NATIONAL ACADEMY OF SCIENCES

Volume 7

JUNE 15, 1921

Number 6

FEEDING EXPERIMENTS WITH MIXTURES OF FOODSTUFFS IN UNUSUAL PROPORTIONS*

BY THOMAS B. OSBORNE AND Lafayette B. Mendel

CONNECTICUT AGRICULTURAL Experiment STATION, AND THe Sheffield LABORATORY OF PHYSIOLOGICAL CHEMISTRY IN YALE UNIVERSITY

Read before the National Academy of Sciences, April 26, 1921

Ever since Magendie1 announced, in 1816, that the protein group of foodstuffs represents an indispensable component of the dietary of the higher animals, students of nutrition have been interested in the part played by the other nutrients that commonly enter into our food intake. Are fats or carbohydrates or both equally essential for successful nutrition? We pointed out some time ago that the reason why there is no available information respecting the actual requirement of the healthy mammal for fat is attributable to the experimental difficulties heretofore inherent in its solution.2 Until the significance of the accessory food factors now known as vitamines was appreciated studies of the physiological value of mixtures of different foodstuffs, etc., were liable to lead to failure and erroneous conclusions, not because the supply of energy or protein or salts was inadequate but because other unrecognized and unidentified essentials were lacking.
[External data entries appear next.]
//! Schema-described operations
//!
//! Builds requests purely from an [`ArgumentSchema`]: its method, its URI
//! template, and the location of each argument.

use crate::command::Command;
use crate::http::Request;
use crate::operation::Operation;
use crate::params::ParameterStore;
use anyhow::{bail, Context};
use serde_json::{Map, Value};
use std::sync::Arc;
use svc_command_schema::{ArgumentSchema, Location};

/// Operation whose request is derived from its schema
#[derive(Debug, Clone)]
pub struct DescribedOperation {
    schema: Arc<ArgumentSchema>,
    base_url: String,
}

impl DescribedOperation {
    pub fn new(schema: Arc<ArgumentSchema>, base_url: impl Into<String>) -> Self {
        Self {
            schema,
            base_url: base_url.into(),
        }
    }

    pub fn schema(&self) -> &ArgumentSchema {
        &self.schema
    }

    fn url(&self, params: &ParameterStore) -> anyhow::Result<String> {
        let path = expand_template(self.schema.uri.as_deref().unwrap_or_default(), params)?;
        if path.starts_with("http://") || path.starts_with("https://") {
            return Ok(path);
        }

        let base = self.base_url.trim_end_matches('/');
        let path = path.trim_start_matches('/');
        Ok(if path.is_empty() {
            base.to_string()
        } else {
            format!("{}/{}", base, path)
        })
    }
}

impl Operation for DescribedOperation {
    fn name(&self) -> &str {
        &self.schema.name
    }

    fn build(&mut self, params: &ParameterStore) -> anyhow::Result<Request> {
        let mut url = self.url(params)?;
        let mut headers = Vec::new();
        let mut body = Map::new();
        let mut query = Vec::new();

        for arg in &self.schema.args {
            let Some(value) = params.get(&arg.name).filter(|v| !v.is_null()) else {
                continue;
            };
            match arg.location {
                Some(Location::Query) => query.push(format!(
                    "{}={}",
                    urlencoding::encode(&arg.name),
                    urlencoding::encode(&value_string(value))
                )),
                Some(Location::Header) => headers.push((arg.name.as_str(), value_string(value))),
                Some(Location::Body) => {
                    body.insert(arg.name.clone(), value.clone());
                }
                Some(Location::Uri) | None => {}
            }
        }

        if !query.is_empty() {
            url.push(if url.contains('?') { '&' } else { '?' });
            url.push_str(&query.join("&"));
        }

        let method = self.schema.method.as_deref().unwrap_or("GET");
        let mut request = Request::new(method, url);
        for (name, value) in headers {
            request.set_header(name, value);
        }
        if !body.is_empty() {
            let bytes = serde_json::to_vec(&body).context("failed to encode request body")?;
            request = request
                .with_header("Content-Type", "application/json")
                .with_body(bytes);
        }
        Ok(request)
    }
}

impl Command<DescribedOperation> {
    /// Create a command built and validated from a shared schema
    pub fn described(
        schema: Arc<ArgumentSchema>,
        base_url: impl Into<String>,
        params: ParameterStore,
    ) -> Self {
        let operation = DescribedOperation::new(Arc::clone(&schema), base_url);
        Command::with_schema(operation, params, schema)
    }
}

/// Substitute `{name}` placeholders with URL-encoded parameter values
fn expand_template(template: &str, params: &ParameterStore) -> anyhow::Result<String> {
    let mut out = String::with_capacity(template.len());
    let mut rest = template;

    while let Some(open) = rest.find('{') {
        out.push_str(&rest[..open]);
        let after = &rest[open + 1..];
        let Some(close) = after.find('}') else {
            bail!("unterminated placeholder in URI template '{}'", template);
        };

        let name = &after[..close];
        let value = params
            .get(name)
            .filter(|v| !v.is_null())
            .with_context(|| format!("missing value for URI placeholder '{{{}}}'", name))?;
        out.push_str(&urlencoding::encode(&value_string(value)));
        rest = &after[close + 1..];
    }

    out.push_str(rest);
    Ok(out)
}

fn value_string(value: &Value) -> String {
    match value {
        Value::String(s) => s.clone(),
        other => other.to_string(),
    }
}

#[cfg(test)]
mod tests {
    use super::*;
    use crate::error::CommandError;
    use crate::mock::MockClient;
    use serde_json::json;
    use svc_command_schema::{ArgDescriptor, ArgType};

    fn get_user_schema() -> Arc<ArgumentSchema> {
        Arc::new(
            ArgumentSchema::new("GetUser")
                .method("GET")
                .uri("/users/{id}")
                .arg(ArgDescriptor::new("id").required().kind(ArgType::Integer))
                .arg(
                    ArgDescriptor::new("fields")
                        .location(Location::Query)
                        .default("all"),
                )
                .arg(ArgDescriptor::new("X-Trace").location(Location::Header)),
        )
    }

    #[test]
    fn test_expand_template() {
        let mut params = ParameterStore::new();
        params.set("bucket", "my photos");
        params.set("key", 7);

        assert_eq!(
            expand_template("/{bucket}/objects/{key}", &params).unwrap(),
            "/my%20photos/objects/7"
        );
        assert!(expand_template("/{missing}", &params).is_err());
        assert!(expand_template("/{bucket", &params).is_err());
    }

    #[test]
    fn test_described_request() {
        let mut params = ParameterStore::new();
        params.set("id", 42);
        params.set("X-Trace", "abc");

        let mut command =
            Command::described(get_user_schema(), "https://api.example.com/v1/", params);
        assert_eq!(command.name(), "GetUser");

        let request = command.prepare(Some(Arc::new(MockClient::new()))).unwrap();
        assert_eq!(request.method(), "GET");
        assert_eq!(
            request.url(),
            "https://api.example.com/v1/users/42?fields=all"
        );
        assert_eq!(request.headers().get("x-trace"), Some("abc"));
        assert!(request.body().is_none());
    }

    #[test]
    fn test_described_validation_runs_first() {
        let mut command = Command::described(
            get_user_schema(),
            "https://api.example.com",
            [("id", "forty-two")].into_iter().collect(),
        );

        let client = Arc::new(MockClient::new());
        let err = command.prepare(Some(client)).unwrap_err();
        assert!(matches!(err, CommandError::Validation(_)));
    }

    #[test]
    fn test_body_arguments() {
        let schema = Arc::new(
            ArgumentSchema::new("CreateUser")
                .method("post")
                .uri("/users")
                .arg(
                    ArgDescriptor::new("name")
                        .required()
                        .location(Location::Body),
                )
                .arg(ArgDescriptor::new("admin").location(Location::Body)),
        );

        let mut command = Command::described(
            schema,
            "https://api.example.com",
            [("name", json!("Ada")), ("admin", json!(true))]
                .into_iter()
                .collect(),
        );

        let request = command.prepare(Some(Arc::new(MockClient::new()))).unwrap();
        assert_eq!(request.method(), "POST");
        assert_eq!(request.url(), "https://api.example.com/users");
        let content_type = request.headers().get("Content-Type");
        assert_eq!(content_type, Some("application/json"));

        let body: Value = serde_json::from_slice(request.body().unwrap()).unwrap();
        assert_eq!(body, json!({ "name": "Ada", "admin": true }));
    }
}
Since it has become possible, by taking account of these various newly appreciated properties of foods, to devise rations in which essentially one factor at a time may be altered, the investigation of the rôle of the individual nutrients has become more promising. Accordingly we have already succeeded in raising young animals (albino rats) from an early age to adult size on diets which were exceptionally poor in fats.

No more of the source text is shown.